DESCRIPTION OF SYMBOLS 1 Vibration isolator 2 Dry type double floor 10 Laminated body 10a Through-hole 11 Rubber board (elastic member)
11a Through hole 11b, 11c Groove part 12 Hard plate (flat plate member)
12a Through-hole 20 Upper support 21 Top plate (support plate)
22 Upper support (support)
25 Lower support body 26 Bottom plate (support plate)

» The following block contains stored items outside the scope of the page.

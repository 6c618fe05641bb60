// SPDX-FileCopyrightText: 2026 Lettera Contributors
// SPDX-License-Identifier: MIT OR Apache-2.0

//! Core library for the Lettera letter-processing service.
//!
//! This crate provides the error taxonomy, domain types, and the completion
//! provider trait used throughout the Lettera workspace.

pub mod error;
pub mod traits;
pub mod types;

// Re-export key items at crate root for ergonomic imports.
pub use error::LetteraError;
pub use traits::{CompletionProvider, CompletionRequest, CompletionResponse};
pub use types::{
    Category, ChatMessage, ChatRole, DraftResult, Employee, Letter, LetterStatus, User, UserRole,
};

27 Lower support part (support part)
29 Recess 30 Bolt (connecting member)
31 Rubber bushing (vibration suppression member)

Claims (10)

It has a columnar laminate,
The laminate is
A plurality of elastic members formed in a flat plate shape;
A flat plate member having a larger longitudinal elastic modulus than the plurality of elastic members,
The flat plate member is disposed so as to be sandwiched between the elastic member and the elastic member with respect to the plurality of elastic members,
Wherein all of the plurality of elastic members, have a recess on both sides in the thickness direction,
The anti-vibration device, wherein the recess is formed in the elastic member such that rigidity in the stacking direction of the stacked body is equal over the entire circumference of the stacked body as viewed from the stacking direction of the stacked body . The vibration isolator according to claim 1 ,
The said recessed part is a vibration isolator containing a groove part. The vibration isolator according to claim 2 ,
The said recessed part is a vibration isolator containing the several linear groove part formed in parallel with each other. The vibration isolator according to claim 2 or 3 ,
The laminate has a plurality of flat plate members,
Each of the plurality of elastic members has the groove.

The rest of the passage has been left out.